It's not a lawsuit about the coaching decisions. It's a lawsuit about the arbitrary NCAA rule 4 games for a redshirt to still apply.
Once the NCAA gave 1 free year to transfer, them limiting the 2nd transfer was arbitrary and is being challenged and a restraint on players choice.
Here Tau would make that same argue that once the NCAA made it a blanket rule that it would grant redshirts while playing, it was arbitrarily set at 4 games. Why? Tau played lest than 2 snaps in 2 of the games. Some players could start and play 4 full games and still get a redshirt while Tau playing very meaningless football loses a full year.
Add in stupid **** like McCormick playing 8 plus years in many more games in those seasons that Tau did that 5 game year is a joke.
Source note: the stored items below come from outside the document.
//! HTTP error responses.

use api_shared::MessageRes;
use axum::{
    extract::rejection::JsonRejection,
    http::StatusCode,
    response::{IntoResponse, Json, Response},
};
use telehealth_core::AccountError;

/// A failure ready to be sent to the client as `{"message": "..."}`.
#[derive(Debug, Clone, PartialEq, Eq)]
pub struct ApiError {
    pub status: StatusCode,
    pub message: String,
}

impl ApiError {
    pub fn new(status: StatusCode, message: impl Into<String>) -> Self {
        Self {
            status,
            message: message.into(),
        }
    }

    /// Maps a domain error to its response.
    ///
    /// `failure` is the message used for storage and other internal errors, whose details are
    /// logged and never returned.
    pub fn from_account(err: AccountError, failure: &'static str) -> Self {
        match err {
            AccountError::Unauthenticated => {
                Self::new(StatusCode::UNAUTHORIZED, "Authentication required")
            }
            AccountError::Forbidden { .. } => Self::new(StatusCode::FORBIDDEN, "Access denied"),
            AccountError::InvalidUpdate(_) => Self::new(StatusCode::BAD_REQUEST, "Invalid updates"),
            AccountError::InvalidCredentials => {
                Self::new(StatusCode::UNAUTHORIZED, "Invalid credentials")
            }
            AccountError::InvalidInput(detail) => Self::new(StatusCode::BAD_REQUEST, detail),
            AccountError::AlreadyExists(detail) => Self::new(StatusCode::CONFLICT, detail),
            AccountError::NotFound => Self::new(StatusCode::NOT_FOUND, "Account not found"),
            other => {
                tracing::error!("{failure}: {other}");
                Self::new(StatusCode::INTERNAL_SERVER_ERROR, failure)
            }
        }
    }

    /// Malformed or missing JSON body.
    pub fn from_json_rejection(rejection: JsonRejection) -> Self {
        Self::new(rejection.status(), rejection.body_text())
    }
}

impl IntoResponse for ApiError {
    fn into_response(self) -> Response {
        (self.status, Json(MessageRes::new(self.message))).into_response()
    }
}
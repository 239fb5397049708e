use api_rest::{AppState, config_from_env, rest_addr_from_env, router};
use api_shared::HealthService;
use std::sync::Arc;
use telehealth_core::AccountService;
use tracing_subscriber::{layer::SubscriberExt, util::SubscriberInitExt};

/// Main entry point for the telehealth application
///
/// Serves the REST API (with Swagger UI) until interrupted with Ctrl-C.
///
/// # Environment Variables
/// - `TELEHEALTH_REST_ADDR`: REST server address (default: "0.0.0.0:5000")
/// - `TELEHEALTH_DATA_DIR`: Directory for account storage (default: "telehealth_data")
/// - `TELEHEALTH_TOKEN_SECRET`: HMAC key for bearer tokens (required, at least 32 bytes)
/// - `TELEHEALTH_TOKEN_TTL_SECS`: Token lifetime in seconds (default: 86400)
/// - `TELEHEALTH_HASH_ITERATIONS`: PBKDF2 iterations for password hashing (default: 10000)
///
/// # Returns
/// * `Ok(())` - If the server starts and shuts down cleanly
/// * `Err(anyhow::Error)` - If configuration, startup or the server fails
#[tokio::main]
async fn main() -> anyhow::Result<()> {
    dotenvy::dotenv().ok();

    tracing_subscriber::registry()
        .with(
            tracing_subscriber::EnvFilter::from_default_env()
                .add_directive("telehealth_run=info".parse()?)
                .add_directive("telehealth_core=info".parse()?)
                .add_directive("api_rest=info".parse()?),
        )
        .with(tracing_subscriber::fmt::layer())
        .init();

    let cfg = Arc::new(config_from_env()?);
    let rest_addr = rest_addr_from_env();

    let accounts = AccountService::with_file_store(cfg.clone());
    let registered = accounts.list_accounts()?.len();

    tracing::info!("++ Starting telehealth REST on {}", rest_addr);
    tracing::info!(
        "++ {} account(s) under {}",
        registered,
        cfg.data_dir().display()
    );
    tracing::info!("++ {}", HealthService::check_health().message);

    let app = router(AppState::new(accounts));

    let listener = tokio::net::TcpListener::bind(&rest_addr).await?;
    axum::serve(listener, app)
        .with_graceful_shutdown(shutdown_signal())
        .await?;

    tracing::info!("++ Telehealth REST stopped");
    Ok(())
}

async fn shutdown_signal() {
    if let Err(e) = tokio::signal::ctrl_c().await {
        tracing::error!("failed to listen for shutdown signal: {e}");
    }
}
#[cfg(test)]
mod tests {
    use super::*;
    use crate::account::Role;
    use crate::password::PasswordHash;
    use chrono::Duration;
    use telehealth_types::NonEmptyText;
    use tempfile::TempDir;

    const SECRET: &str = "0123456789abcdef0123456789abcdef";

    fn account(username: &str) -> Account {
        account_with_email(username, &format!("{username}@example.com"))
    }

    fn account_with_email(username: &str, email: &str) -> Account {
        Account::new(
            NonEmptyText::new(username).unwrap(),
            NonEmptyText::new("Test User").unwrap(),
            EmailAddress::parse(email).unwrap(),
            Role::Patient,
            PasswordHash::generate("secret1", 1).unwrap(),
        )
    }

    /// Inserts `threads` accounts named "jdoe" at once; returns how many inserts succeeded.
    fn race_same_username(store: &dyn AccountStore, threads: usize) -> usize {
        let candidates: Vec<Account> = (0..threads)
            .map(|i| account_with_email("jdoe", &format!("jdoe{i}@example.com")))
            .collect();
        let barrier = std::sync::Barrier::new(threads);

        std::thread::scope(|scope| {
            let handles: Vec<_> = candidates
                .iter()
                .map(|candidate| {
                    let barrier = &barrier;
                    scope.spawn(move || {
                        barrier.wait();
                        store.insert(candidate)
                    })
                })
                .collect();
            handles
                .into_iter()
                .map(|handle| handle.join().expect("insert thread panicked"))
                .filter(|result| {
                    if let Err(e) = result {
                        assert!(matches!(e, AccountError::AlreadyExists(_)), "{e:?}");
                    }
                    result.is_ok()
                })
                .count()
        })
    }

    fn file_store(temp_dir: &TempDir) -> FileAccountStore {
        let cfg = CoreConfig::new(
            temp_dir.path().to_path_buf(),
            SECRET,
            Duration::hours(1),
            1,
        )
        .expect("config should be valid");
        FileAccountStore::new(&cfg)
    }

    fn exercise_store(store: &dyn AccountStore) {
        let alice = account("alice");
        let bob = account("bob");
        store.insert(&alice).expect("insert alice");
        store.insert(&bob).expect("insert bob");

        assert!(matches!(
            store.insert(&alice),
            Err(AccountError::AlreadyExists(_))
        ));

        let fetched = store.get(&alice.id).unwrap().expect("alice stored");
        assert_eq!(fetched.view(), alice.view());

        let by_name = store.find_by_username("bob").unwrap().expect("bob by name");
        assert_eq!(by_name.id, bob.id);
        let by_email = store
            .find_by_email(&EmailAddress::parse("ALICE@example.com").unwrap())
            .unwrap()
            .expect("alice by email");
        assert_eq!(by_email.id, alice.id);
        assert!(store.find_by_username("carol").unwrap().is_none());

        let same_name = account_with_email("bob", "bobby@example.com");
        assert!(matches!(
            store.insert(&same_name),
            Err(AccountError::AlreadyExists(_))
        ));
        let same_email = account_with_email("robert", "BOB@example.com");
        assert!(matches!(
            store.insert(&same_email),
            Err(AccountError::AlreadyExists(_))
        ));

        let mut taking_email = bob.clone();
        taking_email.email = alice.email.clone();
        assert!(matches!(
            store.save(&taking_email),
            Err(AccountError::AlreadyExists(_))
        ));
        assert_eq!(store.get(&bob.id).unwrap().unwrap().email, bob.email);

        let mut renamed = alice.clone();
        renamed.name = NonEmptyText::new("Alice Liddell").unwrap();
        store.save(&renamed).expect("save alice");
        assert_eq!(
            store.get(&alice.id).unwrap().unwrap().name.as_str(),
            "Alice Liddell"
        );

        assert_eq!(store.list().unwrap().len(), 2);

        store.delete(&alice.id).expect("delete alice");
        assert!(store.get(&alice.id).unwrap().is_none());
        assert!(matches!(
            store.delete(&alice.id),
            Err(AccountError::NotFound)
        ));
        assert!(matches!(store.save(&renamed), Err(AccountError::NotFound)));
        assert_eq!(store.list().unwrap().len(), 1);
    }

    #[test]
    fn test_in_memory_store_contract() {
        exercise_store(&InMemoryAccountStore::new());
    }

    #[test]
    fn test_file_store_contract() {
        let temp_dir = TempDir::new().expect("Failed to create temp dir");
        exercise_store(&file_store(&temp_dir));
    }

    #[test]
    fn test_file_store_uses_sharded_layout() {
        let temp_dir = TempDir::new().expect("Failed to create temp dir");
        let store = file_store(&temp_dir);
        let account = account("alice");
        store.insert(&account).unwrap();

        let id = account.id.to_string();
        let expected = temp_dir
            .path()
            .join("accounts")
            .join(&id[0..2])
            .join(&id[2..4])
            .join(&id)
            .join("account.json");
        assert!(expected.is_file(), "missing {}", expected.display());
        let entries: Vec<_> = fs::read_dir(expected.parent().unwrap())
            .unwrap()
            .flatten()
            .map(|entry| entry.file_name())
            .collect();
        assert_eq!(entries, vec![std::ffi::OsString::from("account.json")]);

        let raw = fs::read_to_string(&expected).unwrap();
        assert!(raw.contains("\"passwordHash\""));
        assert!(raw.contains("\"privacySettings\""));
    }

    #[test]
    fn test_file_store_list_skips_corrupt_documents() {
        let temp_dir = TempDir::new().expect("Failed to create temp dir");
        let store = file_store(&temp_dir);
        store.insert(&account("alice")).unwrap();

        let broken = AccountId::new();
        let dir = broken.sharded_dir(store.accounts_dir());
        fs::create_dir_all(&dir).unwrap();
        fs::write(dir.join(ACCOUNT_FILENAME), "{not json").unwrap();

        assert_eq!(store.list().unwrap().len(), 1);
        assert!(matches!(
            store.get(&broken),
            Err(AccountError::Deserialization(_))
        ));
    }

    #[test]
    fn test_file_store_list_on_missing_dir_is_empty() {
        let temp_dir = TempDir::new().expect("Failed to create temp dir");
        assert!(file_store(&temp_dir).list().unwrap().is_empty());
    }

    #[test]
    fn test_open_uses_same_layout_as_config() {
        let temp_dir = TempDir::new().expect("Failed to create temp dir");
        let store = file_store(&temp_dir);
        let account = account("alice");
        store.insert(&account).unwrap();

        let reopened = FileAccountStore::open(temp_dir.path());
        assert_eq!(reopened.accounts_dir(), store.accounts_dir());
        assert_eq!(reopened.list().unwrap().len(), 1);
    }

    #[test]
    fn test_in_memory_concurrent_inserts_keep_username_unique() {
        let store = InMemoryAccountStore::new();
        assert_eq!(race_same_username(&store, 8), 1);
        assert_eq!(store.list().unwrap().len(), 1);
    }

    #[test]
    fn test_file_concurrent_inserts_keep_username_unique() {
        let temp_dir = TempDir::new().expect("Failed to create temp dir");
        let store = file_store(&temp_dir);
        assert_eq!(race_same_username(&store, 8), 1);
        assert_eq!(store.list().unwrap().len(), 1);
    }

    #[test]
    fn test_file_concurrent_saves_leave_a_readable_document() {
        let temp_dir = TempDir::new().expect("Failed to create temp dir");
        let store = file_store(&temp_dir);
        let original = account("alice");
        store.insert(&original).unwrap();

        let addresses: Vec<String> = (0..16).map(|i| "x".repeat(1 + i * 37)).collect();
        std::thread::scope(|scope| {
            for address in &addresses {
                let store = &store;
                let original = &original;
                scope.spawn(move || {
                    for _ in 0..10 {
                        let mut updated = original.clone();
                        updated.address = Some(address.clone());
                        store.save(&updated).expect("concurrent save should succeed");
                    }
                });
            }
        });

        let stored = store.get(&original.id).unwrap().expect("alice stored");
        let address = stored.address.expect("address written");
        assert!(addresses.contains(&address));

        let dir = original.id.sharded_dir(store.accounts_dir());
        assert_eq!(fs::read_dir(dir).unwrap().count(), 1);
    }

    #[test]
    fn test_file_lookups_see_writes_from_another_instance() {
        let temp_dir = TempDir::new().expect("Failed to create temp dir");
        let server = file_store(&temp_dir);
        let operator = file_store(&temp_dir);

        let alice = account("alice");
        server.insert(&alice).unwrap();
        assert!(server.find_by_username("alice").unwrap().is_some());

        let carol = account("carol");
        operator.insert(&carol).unwrap();
        let found = server.find_by_username("carol").unwrap().expect("carol found");
        assert_eq!(found.id, carol.id);

        assert!(matches!(
            server.insert(&account_with_email("carol", "other@example.com")),
            Err(AccountError::AlreadyExists(_))
        ));

        operator.delete(&alice.id).unwrap();
        assert!(server.find_by_username("alice").unwrap().is_none());
    }
}
//=========================================================================
// Retroframe Binary
//
// Usage: retroframe [LOGICAL_CORE_PATH]
//
// The core path is extension-less and resolved next to the executable;
// it defaults to `cores/gambatte_libretro`. Log level follows `RUST_LOG`
// (default `info`).
//
//=========================================================================

use std::path::PathBuf;
use std::process::ExitCode;

use env_logger::{Builder, Env};
use log::error;
use retroframe::{FrontendBuilder, DEFAULT_CORE};

fn main() -> ExitCode {
    Builder::from_env(Env::default().default_filter_or("info")).init();

    let core = std::env::args_os()
        .nth(1)
        .map(PathBuf::from)
        .unwrap_or_else(|| PathBuf::from(DEFAULT_CORE));

    match FrontendBuilder::new().with_core(core).build().run() {
        Ok(()) => ExitCode::SUCCESS,
        Err(e) => {
            error!("{}", e);
            ExitCode::FAILURE
        }
    }
}
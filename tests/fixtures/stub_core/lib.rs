//=========================================================================
// Stub Core
//
// Smallest library that satisfies the libretro version check, plus one
// two-argument export for binding tests.
//
//=========================================================================

use std::os::raw::c_uint;

#[no_mangle]
pub extern "C" fn retro_api_version() -> c_uint {
    1
}

#[no_mangle]
pub extern "C" fn stub_add(a: u32, b: u32) -> u32 {
    a.wrapping_add(b)
}
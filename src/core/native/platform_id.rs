//=========================================================================
// Platform Identifier
//=========================================================================
//
// Closed set of host OS families and the native-library suffix each one
// uses. Only three families can host a core; every other variant resolves
// to `ResolveError::UnsupportedPlatform`, including `Other`, which stands
// for any target without a variant of its own.
//
//=========================================================================

//=== Standard Library Imports ============================================

use std::fmt;

//=== Internal Dependencies ===============================================

use super::error::ResolveError;

//=== PlatformId ==========================================================

/// Host operating-system family.
#[derive(Debug, Clone, Copy, PartialEq, Eq, Hash)]
pub enum PlatformId {
    Win32,
    Darwin,
    Linux,
    FreeBsd,
    OpenBsd,
    NetBsd,
    Android,
    Aix,
    SunOs,
    Haiku,
    Other,
}

impl PlatformId {
    /// Every known platform, in declaration order.
    pub const ALL: [PlatformId; 11] = [
        PlatformId::Win32,
        PlatformId::Darwin,
        PlatformId::Linux,
        PlatformId::FreeBsd,
        PlatformId::OpenBsd,
        PlatformId::NetBsd,
        PlatformId::Android,
        PlatformId::Aix,
        PlatformId::SunOs,
        PlatformId::Haiku,
        PlatformId::Other,
    ];

    //--- Detection --------------------------------------------------------

    /// Returns the platform this binary was compiled for.
    ///
    /// Targets without a dedicated variant are reported as `Other`.
    pub const fn current() -> Self {
        if cfg!(target_os = "linux") {
            PlatformId::Linux
        } else if cfg!(target_os = "windows") {
            PlatformId::Win32
        } else if cfg!(any(target_os = "macos", target_os = "ios")) {
            PlatformId::Darwin
        } else if cfg!(target_os = "android") {
            PlatformId::Android
        } else if cfg!(target_os = "freebsd") {
            PlatformId::FreeBsd
        } else if cfg!(target_os = "openbsd") {
            PlatformId::OpenBsd
        } else if cfg!(target_os = "netbsd") {
            PlatformId::NetBsd
        } else if cfg!(target_os = "aix") {
            PlatformId::Aix
        } else if cfg!(any(target_os = "solaris", target_os = "illumos")) {
            PlatformId::SunOs
        } else if cfg!(target_os = "haiku") {
            PlatformId::Haiku
        } else {
            PlatformId::Other
        }
    }

    //--- Library Suffix ---------------------------------------------------

    /// Native-library file suffix for this platform, dot included.
    ///
    /// # Errors
    ///
    /// Returns [`ResolveError::UnsupportedPlatform`] for every platform
    /// that has no entry in the suffix table.
    pub fn library_suffix(self) -> Result<&'static str, ResolveError> {
        match self {
            PlatformId::Win32 => Ok(".dll"),
            PlatformId::Darwin => Ok(".dylib"),
            PlatformId::Linux => Ok(".so"),
            PlatformId::FreeBsd
            | PlatformId::OpenBsd
            | PlatformId::NetBsd
            | PlatformId::Android
            | PlatformId::Aix
            | PlatformId::SunOs
            | PlatformId::Haiku
            | PlatformId::Other => Err(ResolveError::UnsupportedPlatform(self)),
        }
    }

    /// Lowercase identifier, e.g. `"win32"`.
    pub const fn as_str(self) -> &'static str {
        match self {
            PlatformId::Win32 => "win32",
            PlatformId::Darwin => "darwin",
            PlatformId::Linux => "linux",
            PlatformId::FreeBsd => "freebsd",
            PlatformId::OpenBsd => "openbsd",
            PlatformId::NetBsd => "netbsd",
            PlatformId::Android => "android",
            PlatformId::Aix => "aix",
            PlatformId::SunOs => "sunos",
            PlatformId::Haiku => "haiku",
            PlatformId::Other => "other",
        }
    }
}

//--- Trait Implementations -----------------------------------------------

impl fmt::Display for PlatformId {
    fn fmt(&self, f: &mut fmt::Formatter<'_>) -> fmt::Result {
        f.write_str(self.as_str())
    }
}

//=========================================================================
// Unit Tests
//=========================================================================

#[cfg(test)]
mod tests {
    use super::*;

    #[test]
    fn supported_platforms_have_suffixes() {
        assert_eq!(PlatformId::Win32.library_suffix().unwrap(), ".dll");
        assert_eq!(PlatformId::Darwin.library_suffix().unwrap(), ".dylib");
        assert_eq!(PlatformId::Linux.library_suffix().unwrap(), ".so");
    }

    #[test]
    fn other_platforms_are_unsupported() {
        for id in PlatformId::ALL {
            if matches!(id, PlatformId::Win32 | PlatformId::Darwin | PlatformId::Linux) {
                continue;
            }
            match id.library_suffix() {
                Err(ResolveError::UnsupportedPlatform(reported)) => assert_eq!(reported, id),
                other => panic!("Expected UnsupportedPlatform for {}, got {:?}", id, other),
            }
        }
    }

    #[test]
    fn unlisted_targets_are_unsupported() {
        assert_eq!(
            PlatformId::Other.library_suffix(),
            Err(ResolveError::UnsupportedPlatform(PlatformId::Other))
        );
        assert_eq!(PlatformId::Other.to_string(), "other");
    }

    #[test]
    fn current_platform_is_listed() {
        assert!(PlatformId::ALL.contains(&PlatformId::current()));
    }

    #[test]
    #[cfg(target_os = "linux")]
    fn current_platform_on_linux() {
        assert_eq!(PlatformId::current(), PlatformId::Linux);
    }
}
All these medical redshirts over 6 years is just more evidence of the NCAA's arbitrary ways.
It's all about the NCAA limiting people playing based on an arbitrary rule that limits eligibility without a valid reason. It's all about violations of antitrust laws like the Sherman Act.
The NCAA is on a major losing streak, this argument is enough to get past the initial phase of the lawsuit and into an injunction against the rule that would severely impact Tau's right to play that would cover his 1 year here
If you go back and read the discussion history, it was typed, "It was a coach at a school who should have known better." That's a coaching decision. That's what I was responding to.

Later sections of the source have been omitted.